Perhaps it’s understandable that Hispanic journalists wouldn’t want to risk upsetting their liberal colleagues by disrupting this rhetorical formulation by pointing out Zimmerman’s background or even raising questions about assumptions about race. But their failure to do so is playing a part in perpetuating a distorted discussion that has done more to obscure the truth about race in America than to shed light on it.

Steele, meanwhile, chastised the civil-rights leadership for using “its greatly depleted moral authority to support Trayvon Martin…This young man was, after all, no Rosa Parks—a figure of indisputable human dignity set upon by the rank evil of white supremacy. Trayvon threw the first punch and then continued pummeling the much smaller Zimmerman. Yes, Trayvon was a kid, but he was also something of a menace. The larger tragedy is that his death will come to very little. There was no important principle or coherent protest implied in that first nose-breaking punch. It was just dumb bravado, a tough-guy punch…There are vast career opportunities, money and political power to be gleaned from the specter of Mr. Zimmerman as a racial profiler/murderer; but there is only hard and selfless work to be done in tackling an illegitimacy rate that threatens to consign blacks to something like permanent inferiority. If there is anything good to be drawn from the Zimmerman/Martin tragedy, it is only the further revelation of the corruption and irrelevance of today's civil-rights leadership.”

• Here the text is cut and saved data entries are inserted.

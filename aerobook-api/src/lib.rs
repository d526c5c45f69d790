use axum::{
    extract::{ConnectInfo, State},
    http::{Method, StatusCode},
    response::IntoResponse,
    routing::get,
    Json, Router,
};
use serde_json::json;
use std::net::SocketAddr;
use tower_http::cors::CorsLayer;
use tower_http::trace::TraceLayer;

pub mod admin;
pub mod bookings;
pub mod error;
pub mod flights;
pub mod middleware;
pub mod state;
pub mod worker;

pub use state::{AppState, AuthConfig};

pub fn app(state: AppState) -> Router {
    let cors = CorsLayer::new()
        .allow_origin(tower_http::cors::Any)
        .allow_methods([Method::GET, Method::POST, Method::PUT, Method::DELETE, Method::OPTIONS])
        .allow_headers([
            axum::http::header::AUTHORIZATION,
            axum::http::header::CONTENT_TYPE,
            axum::http::header::USER_AGENT,
        ]);

    let authenticated = Router::new()
        .merge(flights::routes())
        .merge(bookings::routes())
        .merge(admin::routes())
        .route_layer(axum::middleware::from_fn_with_state(
            state.clone(),
            middleware::auth_middleware,
        ));

    Router::new()
        .route("/health", get(health))
        .merge(authenticated)
        .layer(cors)
        .layer(TraceLayer::new_for_http())
        .layer(axum::middleware::from_fn_with_state(state.clone(), rate_limit_middleware))
        .with_state(state)
}

async fn health() -> Json<serde_json::Value> {
    Json(json!({ "status": "ok" }))
}

async fn rate_limit_middleware(
    State(state): State<AppState>,
    req: axum::extract::Request,
    next: axum::middleware::Next,
) -> Result<impl IntoResponse, impl IntoResponse> {
    // Absent under tests that drive the router without a socket.
    let peer = req
        .extensions()
        .get::<ConnectInfo<SocketAddr>>()
        .map(|ConnectInfo(addr)| *addr);
    let (Some(redis), Some(addr)) = (state.redis.clone(), peer) else {
        return Ok(next.run(req).await);
    };

    let key = format!("ratelimit:{}", addr.ip());
    let limit = state.business_rules.rate_limit_per_minute;

    match redis.check_rate_limit(&key, limit, 60).await {
        Ok(true) => Ok(next.run(req).await),
        Ok(false) => Err((StatusCode::TOO_MANY_REQUESTS, "Rate limit exceeded")),
        Err(e) => {
            // Fail open
            tracing::warn!("Rate limiter unavailable: {}", e);
            Ok(next.run(req).await)
        }
    }
}
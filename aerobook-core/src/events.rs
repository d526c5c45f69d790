use async_trait::async_trait;
use serde::Serialize;
#[cfg(any(test, feature = "test-util"))]
use std::sync::Mutex;

#[derive(Debug, thiserror::Error)]
#[error("event publish failed: {0}")]
pub struct PublishError(pub String);

/// Outbound channel for booking lifecycle events.
#[async_trait]
pub trait EventPublisher: Send + Sync {
    async fn publish(&self, topic: &str, key: &str, payload: &str) -> Result<(), PublishError>;
}

/// Serializes and publishes after a commit. Failures are logged only; the
/// state change they describe has already happened.
pub async fn publish_event<E: Serialize>(
    publisher: &dyn EventPublisher,
    topic: &str,
    key: &str,
    event: &E,
) {
    let payload = match serde_json::to_string(event) {
        Ok(p) => p,
        Err(e) => {
            tracing::error!("Failed to serialize event for {}: {}", topic, e);
            return;
        }
    };

    if let Err(e) = publisher.publish(topic, key, &payload).await {
        tracing::warn!("Dropping {} event for {}: {}", topic, key, e);
    }
}

pub struct NoopPublisher;

#[async_trait]
impl EventPublisher for NoopPublisher {
    async fn publish(&self, topic: &str, key: &str, _payload: &str) -> Result<(), PublishError> {
        tracing::debug!("Event {} for {} not published (no broker configured)", topic, key);
        Ok(())
    }
}

/// Keeps published events in memory, in order.
#[cfg(any(test, feature = "test-util"))]
#[derive(Default)]
pub struct RecordingPublisher {
    events: Mutex<Vec<(String, String, String)>>,
}

#[cfg(any(test, feature = "test-util"))]
impl RecordingPublisher {
    pub fn new() -> Self {
        Self::default()
    }

    pub fn topics(&self) -> Vec<String> {
        self.events
            .lock()
            .map(|events| events.iter().map(|(t, _, _)| t.clone()).collect())
            .unwrap_or_default()
    }

    pub fn payloads(&self, topic: &str) -> Vec<String> {
        self.events
            .lock()
            .map(|events| {
                events
                    .iter()
                    .filter(|(t, _, _)| t == topic)
                    .map(|(_, _, p)| p.clone())
                    .collect()
            })
            .unwrap_or_default()
    }
}

#[cfg(any(test, feature = "test-util"))]
#[async_trait]
impl EventPublisher for RecordingPublisher {
    async fn publish(&self, topic: &str, key: &str, payload: &str) -> Result<(), PublishError> {
        let mut events = self
            .events
            .lock()
            .map_err(|e| PublishError(e.to_string()))?;
        events.push((topic.to_string(), key.to_string(), payload.to_string()));
        Ok(())
    }
}

#[cfg(test)]
mod tests {
    use super::*;

    #[tokio::test]
    async fn test_recording_publisher_keeps_order() {
        let publisher = RecordingPublisher::new();
        publish_event(&publisher, "a.topic", "k1", &serde_json::json!({"n": 1})).await;
        publish_event(&publisher, "b.topic", "k2", &serde_json::json!({"n": 2})).await;

        assert_eq!(publisher.topics(), vec!["a.topic", "b.topic"]);
        assert_eq!(publisher.payloads("b.topic"), vec!["{\"n\":2}"]);
    }
}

And so it goes. Zimmerman isn’t the “problem,” and never was. The killing of Trayvon Martin did deserve to be a matter of discussion—only not the “discussion” that the media has been having with itself. And don't bring "God" into this. Outside the fact that Martin was killed, virtually everything said about him by his partisans have been one lie after another. Martin was not going to "heaven" before he was shot, and death hasn't made him a saint; "God" knows what was in his "heart" as he was beating Zimmerman.